//! Package manager backends.
//!
//! A [`Backend`] names the manager a definition uses and yields the
//! [`ManagerSpec`] table of commands and flags for each verb. [`Manager`]
//! runs those verbs through a [`CommandRunner`] against a root directory,
//! which is `/` inside the sandbox.

pub mod pipeline;
mod repos;

use anyhow::{bail, Context, Result};
use std::fmt;
use std::fs;
use std::path::PathBuf;

use crate::definition::{CustomManager, CustomManagerCmd, Packages, Repository};
use crate::process::{Cmd, CommandRunner};
use crate::teardown::ignore_missing;

/// The verbs the pipeline drives.
pub trait PackageManager {
    fn refresh(&self) -> Result<()>;
    fn update(&self) -> Result<()>;
    fn install(&self, packages: &[String], flags: &[String]) -> Result<()>;
    fn remove(&self, packages: &[String], flags: &[String]) -> Result<()>;
    fn clean(&self) -> Result<()>;
    fn manage_repository(&self, repo: &Repository) -> Result<()>;
}

#[derive(Debug, Clone)]
pub enum Backend {
    Apt,
    Apk,
    Dnf,
    Yum,
    Pacman,
    Zypper,
    Xbps,
    Opkg,
    Custom(CustomManager),
}

impl Backend {
    /// Backend for the `[packages]` table.
    ///
    /// An empty manager name with a `[packages.custom_manager]` table selects
    /// the custom backend.
    pub fn from_definition(packages: &Packages) -> Result<Backend> {
        let custom = || {
            packages.custom_manager.clone().map(Backend::Custom).context(
                "package manager 'custom' requires a [packages.custom_manager] table",
            )
        };

        match packages.manager.as_str() {
            "apt" => Ok(Backend::Apt),
            "apk" => Ok(Backend::Apk),
            "dnf" => Ok(Backend::Dnf),
            "yum" => Ok(Backend::Yum),
            "pacman" => Ok(Backend::Pacman),
            "zypper" => Ok(Backend::Zypper),
            "xbps" => Ok(Backend::Xbps),
            "opkg" => Ok(Backend::Opkg),
            "custom" => custom(),
            "" if packages.custom_manager.is_some() => custom(),
            "" => bail!("no package manager configured"),
            other => bail!("unknown package manager '{}'", other),
        }
    }

    pub fn name(&self) -> &'static str {
        match self {
            Backend::Apt => "apt",
            Backend::Apk => "apk",
            Backend::Dnf => "dnf",
            Backend::Yum => "yum",
            Backend::Pacman => "pacman",
            Backend::Zypper => "zypper",
            Backend::Xbps => "xbps",
            Backend::Opkg => "opkg",
            Backend::Custom(_) => "custom",
        }
    }

    pub fn spec(&self) -> ManagerSpec {
        match self {
            Backend::Apt => ManagerSpec::single(
                "apt-get",
                &["-y"],
                [
                    &["install", "--no-install-recommends"],
                    &["remove", "--auto-remove"],
                    &["update"],
                    &["upgrade"],
                    &["clean"],
                ],
            ),
            Backend::Apk => ManagerSpec::single(
                "apk",
                &["--no-cache"],
                [&["add"], &["del", "--rdepends"], &["update"], &["upgrade"], &[]],
            ),
            Backend::Dnf | Backend::Yum => ManagerSpec::single(
                self.name(),
                &["-y"],
                [&["install"], &["remove"], &["makecache"], &["upgrade"], &["clean", "all"]],
            ),
            Backend::Pacman => ManagerSpec::single(
                "pacman",
                &["--noconfirm"],
                [&["-S", "--needed"], &["-Rcs"], &["-Syy"], &["-Su"], &["-Sc"]],
            ),
            Backend::Zypper => ManagerSpec::single(
                "zypper",
                &["--non-interactive", "--gpg-auto-import-keys"],
                [&["install"], &["remove"], &["refresh"], &["update"], &["clean", "-a"]],
            ),
            Backend::Xbps => ManagerSpec {
                global: Vec::new(),
                install: VerbCommand::new("xbps-install", &["--yes"]),
                remove: VerbCommand::new(
                    "xbps-remove",
                    &["--yes", "--recursive", "--remove-orphans"],
                ),
                refresh: VerbCommand::new("xbps-install", &["--sync"]),
                update: VerbCommand::new(
                    "sh",
                    &["-c", "xbps-install --yes --update && xbps-install --yes --update"],
                ),
                clean: VerbCommand::new("xbps-remove", &["--yes", "--clean-cache"]),
                flagless_verbs: false,
            },
            Backend::Opkg => ManagerSpec {
                global: Vec::new(),
                install: VerbCommand::new("opkg", &["install"]),
                remove: VerbCommand::new("opkg", &["remove"]),
                refresh: VerbCommand::new("opkg", &["update"]),
                update: VerbCommand::default(),
                clean: VerbCommand::new("rm", &["-rf", "/tmp/opkg-lists/"]),
                flagless_verbs: false,
            },
            Backend::Custom(custom) => ManagerSpec {
                global: custom.flags.clone(),
                install: VerbCommand::from(&custom.install),
                remove: VerbCommand::from(&custom.remove),
                refresh: VerbCommand::from(&custom.refresh),
                update: VerbCommand::from(&custom.update),
                clean: VerbCommand::from(&custom.clean),
                flagless_verbs: true,
            },
        }
    }
}

impl fmt::Display for Backend {
    fn fmt(&self, f: &mut fmt::Formatter<'_>) -> fmt::Result {
        f.write_str(self.name())
    }
}

#[derive(Debug, Clone, Default, PartialEq, Eq)]
pub struct VerbCommand {
    pub command: String,
    pub flags: Vec<String>,
}

impl VerbCommand {
    pub fn new(command: &str, flags: &[&str]) -> Self {
        Self {
            command: command.to_string(),
            flags: flags.iter().map(|f| f.to_string()).collect(),
        }
    }
}

impl From<&CustomManagerCmd> for VerbCommand {
    fn from(cmd: &CustomManagerCmd) -> Self {
        Self {
            command: cmd.command.clone(),
            flags: cmd.flags.clone(),
        }
    }
}

/// Commands and flags for every verb of one manager.
#[derive(Debug, Clone, PartialEq, Eq)]
pub struct ManagerSpec {
    pub global: Vec<String>,
    pub install: VerbCommand,
    pub remove: VerbCommand,
    pub refresh: VerbCommand,
    pub update: VerbCommand,
    pub clean: VerbCommand,
    /// Run a verb that has a command but no flags. Only custom managers do.
    pub flagless_verbs: bool,
}

impl ManagerSpec {
    /// One binary for every verb. Flag order: install, remove, refresh,
    /// update, clean.
    fn single(command: &str, global: &[&str], verbs: [&[&str]; 5]) -> Self {
        let [install, remove, refresh, update, clean] = verbs.map(|f| VerbCommand::new(command, f));
        Self {
            global: global.iter().map(|f| f.to_string()).collect(),
            install,
            remove,
            refresh,
            update,
            clean,
            flagless_verbs: false,
        }
    }

    fn enabled(&self, verb: &VerbCommand) -> bool {
        !verb.command.is_empty() && (self.flagless_verbs || !verb.flags.is_empty())
    }

    /// Command line for `verb`, or `None` when the verb does nothing.
    pub fn command(&self, verb: &VerbCommand, set_flags: &[String], packages: &[String]) -> Option<Cmd> {
        if !self.enabled(verb) {
            return None;
        }
        Some(
            Cmd::new(&verb.command)
                .args(&self.global)
                .args(&verb.flags)
                .args(set_flags)
                .args(packages),
        )
    }
}

/// A backend bound to a runner and a root directory.
pub struct Manager<'r> {
    backend: Backend,
    spec: ManagerSpec,
    runner: &'r dyn CommandRunner,
    root: PathBuf,
    architecture: String,
}

impl<'r> Manager<'r> {
    pub fn new(backend: Backend, runner: &'r dyn CommandRunner) -> Self {
        Self {
            spec: backend.spec(),
            backend,
            runner,
            root: PathBuf::from("/"),
            architecture: std::env::consts::ARCH.to_string(),
        }
    }

    /// Resolve manager files under `root` instead of `/`.
    pub fn with_root(mut self, root: impl Into<PathBuf>) -> Self {
        self.root = root.into();
        self
    }

    /// Image architecture, used to pick mirrors and keyrings.
    pub fn with_architecture(mut self, architecture: impl Into<String>) -> Self {
        self.architecture = architecture.into();
        self
    }

    pub fn backend(&self) -> &Backend {
        &self.backend
    }

    pub fn spec(&self) -> &ManagerSpec {
        &self.spec
    }

    pub(crate) fn runner(&self) -> &dyn CommandRunner {
        self.runner
    }

    /// `path` (absolute inside the image) under the manager root.
    pub(crate) fn path(&self, path: &str) -> PathBuf {
        self.root.join(path.trim_start_matches('/'))
    }

    /// One-time preparation before the first verb runs.
    pub fn load(&self) -> Result<()> {
        if let Backend::Pacman = self.backend {
            self.write_pacman_mirrorlist()
                .context("Failed to set mirrorlist")?;
            self.setup_pacman_keys()
                .context("Failed to setup trusted keys")?;
        }
        Ok(())
    }

    fn is_arm(&self) -> bool {
        matches!(
            self.architecture.as_str(),
            "arm" | "armhf" | "armv7h" | "armv7l" | "aarch64" | "arm64"
        )
    }

    fn write_pacman_mirrorlist(&self) -> Result<()> {
        let mirror = if self.is_arm() {
            "Server = http://mirror.archlinuxarm.org/$arch/$repo"
        } else if self.architecture == "riscv64" {
            "Server = https://archriscv.felixc.at/repo/$repo"
        } else {
            "Server = http://mirrors.kernel.org/archlinux/$repo/os/$arch"
        };
        repos::write_file(&self.path("/etc/pacman.d/mirrorlist"), &format!("{}\n", mirror))
    }

    fn setup_pacman_keys(&self) -> Result<()> {
        if self.path("/etc/pacman.d/gnupg").exists() {
            return Ok(());
        }
        let keyring = if self.is_arm() {
            "archlinuxarm"
        } else {
            "archlinux"
        };
        self.runner.run(
            &Cmd::new("pacman-key")
                .arg("--init")
                .error_msg("Error initializing with pacman-key"),
        )?;
        self.runner.run(
            &Cmd::new("pacman-key")
                .args(["--populate", keyring])
                .error_msg("Error populating with pacman-key"),
        )?;
        Ok(())
    }

    /// Remove everything in the pacman package cache.
    fn wipe_pacman_cache(&self) -> Result<()> {
        let cache = self.path("/var/cache/pacman/pkg");
        let entries = match fs::read_dir(&cache) {
            Ok(entries) => entries,
            Err(err) if err.kind() == std::io::ErrorKind::NotFound => return Ok(()),
            Err(err) => {
                return Err(err).with_context(|| format!("Failed to list '{}'", cache.display()))
            }
        };
        for entry in entries {
            let path = entry?.path();
            let removed = if path.is_dir() {
                fs::remove_dir_all(&path)
            } else {
                fs::remove_file(&path)
            };
            ignore_missing(removed).with_context(|| format!("Failed to remove '{}'", path.display()))?;
        }
        Ok(())
    }

    fn run_verb(&self, what: &str, verb: &VerbCommand, flags: &[String], packages: &[String]) -> Result<()> {
        let Some(cmd) = self.spec.command(verb, flags, packages) else {
            tracing::debug!(manager = %self.backend, verb = what, "verb not supported, skipping");
            return Ok(());
        };
        self.runner.run(&cmd.error_msg(format!("{} {} failed", self.backend, what)))?;
        Ok(())
    }
}

impl PackageManager for Manager<'_> {
    fn refresh(&self) -> Result<()> {
        self.run_verb("refresh", &self.spec.refresh, &[], &[])
    }

    fn update(&self) -> Result<()> {
        self.run_verb("update", &self.spec.update, &[], &[])
    }

    fn install(&self, packages: &[String], flags: &[String]) -> Result<()> {
        if packages.is_empty() {
            return Ok(());
        }
        self.run_verb("install", &self.spec.install, flags, packages)
    }

    fn remove(&self, packages: &[String], flags: &[String]) -> Result<()> {
        if packages.is_empty() {
            return Ok(());
        }
        self.run_verb("remove", &self.spec.remove, flags, packages)
    }

    fn clean(&self) -> Result<()> {
        self.run_verb("clean", &self.spec.clean, &[], &[])?;
        if let Backend::Pacman = self.backend {
            self.wipe_pacman_cache()?;
        }
        Ok(())
    }

    fn manage_repository(&self, repo: &Repository) -> Result<()> {
        repos::manage(self, repo)
    }
}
━━━━
[ACTION ITEM]: Establish how many lines of the data above contain "PartialEq". State that number and no more.

[ANSWER SPACE]: 2